Standout Reads of 2011

Once again these are the books that stood out for me among those I read this past year. They were not necessarily published in 2011; many of them appeared decades ago, in fact.

 

Fiction

  • Native, by William Haywood Henderson. Henderson’s gorgeous, delicate, but also ripping first novel explores some themes similar to those in “Brokeback Mountain.” This novel came out several years earlier. And it’s better, IMO. Not that there isn’t room for lots of this kind of thing in a big state like Wyoming. 
  • The Sojourn, by Andrew Krivak. So many American novels are about personal anomie, with characters suffering from what the DSM-III used to call schizoid personality disorder. I’m left wondering, why should I care about characters who don’t care? This main character has every reason to be in this situation. He’s an immigrant three times over, having come to America, returned to Austria, and ultimately coming back to America. That is to say, he has no home. Yet, he fights for the Habsburgs in WWI, among so many tribal groups it’s hard to say why they’re fighting.

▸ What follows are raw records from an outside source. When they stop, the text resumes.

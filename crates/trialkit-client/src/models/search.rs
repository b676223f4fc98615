use std::collections::BTreeMap;

use serde::{Deserialize, Serialize};
use serde_json::Value;
use trialkit_frame::{DataRow, UtcDateTime};

use crate::error::ValidationError;
use crate::models::{validate_page_limit, Experiment, ExperimentType, Tag, DEFAULT_PAGE_LIMIT};

const DATA_BY_TAGS_DEFAULT_LIMIT: usize = 500;

/// Search for experiments carrying certain tags.
#[derive(Debug, Clone, PartialEq, Serialize)]
pub struct ExperimentTagSearch {
    tags: Vec<String>,
    match_all: bool,
    #[serde(skip_serializing_if = "Option::is_none")]
    created_after: Option<UtcDateTime>,
    #[serde(skip_serializing_if = "Option::is_none")]
    created_before: Option<UtcDateTime>,
    skip: usize,
    limit: usize,
}

impl ExperimentTagSearch {
    /// Requires at least one tag; matches all of them by default.
    pub fn new(tags: Vec<String>) -> Result<Self, ValidationError> {
        if tags.is_empty() {
            return Err(ValidationError::EmptyTagFilter);
        }
        Ok(Self {
            tags,
            match_all: true,
            created_after: None,
            created_before: None,
            skip: 0,
            limit: DEFAULT_PAGE_LIMIT,
        })
    }

    /// Match any of the tags instead of all of them.
    pub fn match_any(mut self) -> Self {
        self.match_all = false;
        self
    }

    pub fn with_created_after(mut self, created_after: UtcDateTime) -> Self {
        self.created_after = Some(created_after);
        self
    }

    pub fn with_created_before(mut self, created_before: UtcDateTime) -> Self {
        self.created_before = Some(created_before);
        self
    }

    pub fn with_skip(mut self, skip: usize) -> Self {
        self.skip = skip;
        self
    }

    pub fn with_limit(mut self, limit: usize) -> Result<Self, ValidationError> {
        validate_page_limit(limit)?;
        self.limit = limit;
        Ok(self)
    }
}

/// Free-text search over names/descriptions (tags, experiment types).
#[derive(Debug, Clone, PartialEq, Serialize)]
pub struct TextSearch {
    search_text: String,
    #[serde(skip_serializing_if = "Option::is_none")]
    created_after: Option<UtcDateTime>,
    #[serde(skip_serializing_if = "Option::is_none")]
    created_before: Option<UtcDateTime>,
    skip: usize,
    limit: usize,
}

impl TextSearch {
    pub fn new(search_text: impl Into<String>) -> Result<Self, ValidationError> {
        let search_text = search_text.into();
        if search_text.trim().is_empty() {
            return Err(ValidationError::EmptyField {
                field: "search_text",
            });
        }
        Ok(Self {
            search_text,
            created_after: None,
            created_before: None,
            skip: 0,
            limit: DEFAULT_PAGE_LIMIT,
        })
    }

    pub fn with_created_after(mut self, created_after: UtcDateTime) -> Self {
        self.created_after = Some(created_after);
        self
    }

    pub fn with_created_before(mut self, created_before: UtcDateTime) -> Self {
        self.created_before = Some(created_before);
        self
    }

    pub fn with_skip(mut self, skip: usize) -> Self {
        self.skip = skip;
        self
    }

    pub fn with_limit(mut self, limit: usize) -> Result<Self, ValidationError> {
        validate_page_limit(limit)?;
        self.limit = limit;
        Ok(self)
    }
}

/// Multi-criteria experiment search; every criterion is optional.
#[derive(Debug, Clone, PartialEq, Serialize)]
pub struct AdvancedExperimentSearch {
    #[serde(skip_serializing_if = "Option::is_none")]
    search_text: Option<String>,
    #[serde(skip_serializing_if = "Option::is_none")]
    tags: Option<Vec<String>>,
    match_all_tags: bool,
    #[serde(skip_serializing_if = "Option::is_none")]
    experiment_type_id: Option<i64>,
    #[serde(skip_serializing_if = "Option::is_none")]
    created_after: Option<UtcDateTime>,
    #[serde(skip_serializing_if = "Option::is_none")]
    created_before: Option<UtcDateTime>,
    skip: usize,
    limit: usize,
}

impl Default for AdvancedExperimentSearch {
    fn default() -> Self {
        Self {
            search_text: None,
            tags: None,
            match_all_tags: true,
            experiment_type_id: None,
            created_after: None,
            created_before: None,
            skip: 0,
            limit: DEFAULT_PAGE_LIMIT,
        }
    }
}

impl AdvancedExperimentSearch {
    pub fn new() -> Self {
        Self::default()
    }

    pub fn with_text(mut self, search_text: impl Into<String>) -> Self {
        self.search_text = Some(search_text.into());
        self
    }

    pub fn with_tags(mut self, tags: Vec<String>) -> Self {
        self.tags = Some(tags);
        self
    }

    pub fn match_any_tags(mut self) -> Self {
        self.match_all_tags = false;
        self
    }

    pub fn with_experiment_type(mut self, experiment_type_id: i64) -> Self {
        self.experiment_type_id = Some(experiment_type_id);
        self
    }

    pub fn with_created_after(mut self, created_after: UtcDateTime) -> Self {
        self.created_after = Some(created_after);
        self
    }

    pub fn with_created_before(mut self, created_before: UtcDateTime) -> Self {
        self.created_before = Some(created_before);
        self
    }

    pub fn with_skip(mut self, skip: usize) -> Self {
        self.skip = skip;
        self
    }

    pub fn with_limit(mut self, limit: usize) -> Result<Self, ValidationError> {
        validate_page_limit(limit)?;
        self.limit = limit;
        Ok(self)
    }
}

/// Search returning the data rows of every experiment matching the tags.
#[derive(Debug, Clone, PartialEq, Serialize)]
pub struct DataByTagsSearch {
    tags: Vec<String>,
    match_all: bool,
    #[serde(skip_serializing_if = "Option::is_none")]
    created_after: Option<UtcDateTime>,
    #[serde(skip_serializing_if = "Option::is_none")]
    created_before: Option<UtcDateTime>,
    skip: usize,
    limit: usize,
}

impl DataByTagsSearch {
    pub fn new(tags: Vec<String>) -> Result<Self, ValidationError> {
        if tags.is_empty() {
            return Err(ValidationError::EmptyTagFilter);
        }
        Ok(Self {
            tags,
            match_all: true,
            created_after: None,
            created_before: None,
            skip: 0,
            limit: DATA_BY_TAGS_DEFAULT_LIMIT,
        })
    }

    pub fn match_any(mut self) -> Self {
        self.match_all = false;
        self
    }

    pub fn with_created_after(mut self, created_after: UtcDateTime) -> Self {
        self.created_after = Some(created_after);
        self
    }

    pub fn with_created_before(mut self, created_before: UtcDateTime) -> Self {
        self.created_before = Some(created_before);
        self
    }

    pub fn with_skip(mut self, skip: usize) -> Self {
        self.skip = skip;
        self
    }

    pub fn with_limit(mut self, limit: usize) -> Result<Self, ValidationError> {
        validate_page_limit(limit)?;
        self.limit = limit;
        Ok(self)
    }
}

/// Pagination block attached to search responses.
#[derive(Debug, Clone, PartialEq, Default, Deserialize)]
pub struct PageInfo {
    #[serde(default)]
    pub skip: usize,
    #[serde(default)]
    pub limit: usize,
    #[serde(default)]
    pub total: usize,
}

/// One page of experiment search results.
#[derive(Debug, Clone, PartialEq, Deserialize)]
pub struct ExperimentSearchPage {
    #[serde(default)]
    pub experiments: Vec<Experiment>,
    #[serde(default)]
    pub total: usize,
    #[serde(default)]
    pub pagination: Option<PageInfo>,
}

/// One page of experiment type search results.
#[derive(Debug, Clone, PartialEq, Deserialize)]
pub struct ExperimentTypeSearchPage {
    #[serde(default)]
    pub experiment_types: Vec<ExperimentType>,
    #[serde(default)]
    pub total: usize,
    #[serde(default)]
    pub pagination: Option<PageInfo>,
}

/// One page of tag search results.
#[derive(Debug, Clone, PartialEq, Deserialize)]
pub struct TagSearchPage {
    #[serde(default)]
    pub tags: Vec<Tag>,
    #[serde(default)]
    pub total: usize,
    #[serde(default)]
    pub pagination: Option<PageInfo>,
}

/// Data rows gathered across every experiment matching a tag search,
/// with per-experiment metadata keyed by experiment UUID.
#[derive(Debug, Clone, PartialEq, Deserialize)]
pub struct DataByTagsPage {
    #[serde(default)]
    pub data: Vec<DataRow>,
    #[serde(default)]
    pub total_rows: usize,
    #[serde(default)]
    pub total_experiments: usize,
    #[serde(default)]
    pub experiment_info: BTreeMap<String, Value>,
    #[serde(default)]
    pub pagination: Option<PageInfo>,
}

It’s a time in history when close personal bonds are not always present. However, there is no narrative distance in this story. Great trick, Krivak.
  • City of Light, by Lauren Belfer. A little soapboxy, or a lot, at times, but so interesting in terms of the industrialization of electricity and the social movements it either spawned or was coincident with. Take a trip to Buffalo, which once, like Pittsburgh, had a shot at being one of the centers of wannabe old-money American society (ie, robber barons aping blue-bloods…the ridiculousness goes on and on, but it’s worth reading about). What keeps this book out of mere book club classification is Belfer’s refusal to give her heroine a neat ending. She doesn’t wind up unhappy, exactly, but it’s a tough time in history to be a woman and there’s no real way out of that.
  • Collected Stories of Frank O’Connor. Yeah, should have read these a long time ago. Thanks to author Thomas Powers for pointing this out after I mentioned a book of his in my blog last year.
  • Collected Stories of Wallace Stegner. I’ve read lots of Stegner’s longer works, but am only now working through the stories.
  • The Ice Trilogy by Vladimir Sorokin. Actually I’m not sure I liked this one, but I recommend it so someone else will have suffered.
  • The Good Son, by Michael Gruber. I recommend anything by Gruber, no matter what’s wrong with it. His books are so interesting and engrossing that you come away satisfied even if the plot made no sense or the characters were slightly impossible. They’re supposed to be thrillers, but he takes his time building place and character, and it’s always worth it. His writing is pretty high-quality. Every once in a while, it’s as if he says to himself, oh, crap, I’m supposed to be writing a thriller, better stick in a sex scene on a kitchen counter. And so you have this awkward sex scene on a kitchen counter (nothing against kitchen sex, just awkward kitchen sex). In the end, though, you learn so much about whatever it is he’s writing about, plus the setting, that you don’t care. Okay, I don’t. The Good Son is about Afghanistan.
  • Sworn Before Cranes, by Merrill Gilfillan. I went back to this book after reading Great Plains (see below), to see if I liked it as much as I remembered. I had initially reviewed it for the Boulder Daily Camera backimage in the 90s. Yeah, baby, it’s still beautiful. This may be one of the most under-noted and –appreciated story collections of the last century. Maybe that’s because they’re almost more like long prose poems than stories. Today, this form would be welcomed, perhaps even elevated over a conventional story. But then it was fairly radical to call this a short story. James Galvin’s novel-or-whatever-it-was, The Meadow, was out, and people were excited, but they weren’t sure what to do. What I like about Sworn before Cranes is the way he’s unafraid to delight in what he sees down in the pockets and folds in the plains. He’s a magic man. Where Frazier is at pains to show the braided glory and seaminess surrounding Native Americans since the Conquest, Gilfillan as a poet and naturalists has interests in sound and imagery. It’s good to read them both in the same year.

Nonfiction

  • The Tiger, by John Vaillant. About a tiger who began stalking and killing some of the particular poachers who had wounded it. About Siberian Tigers in general. About Siberia. About the history of human-tiger interactions. About why poachers poach. About the few people in Russia who are trying to protect the environment and why. And about how not just dead tigers but also the whole Siberian ecosystem is getting smuggled to China and made into stuff we’re buying in Home Depot. With the personality and menace of This Particular Tiger on every page.
  • Great Plains, by Ian Frazier. I hadn’t got around to this for some reason. I remember Frazier sitting in the Boulder Book Store back when it was a one-storey, one-slot place. He wasn’t giving a reading, just sitting behind a table with his ponytail, waiting for people to ask him questions and ask him to sign his book. I didn’t know who he was, but I like guys with ponytails. I kind of felt sorry for him. I thought, Oh another guy who drove across the country and wrote a book about it. It’s a great book.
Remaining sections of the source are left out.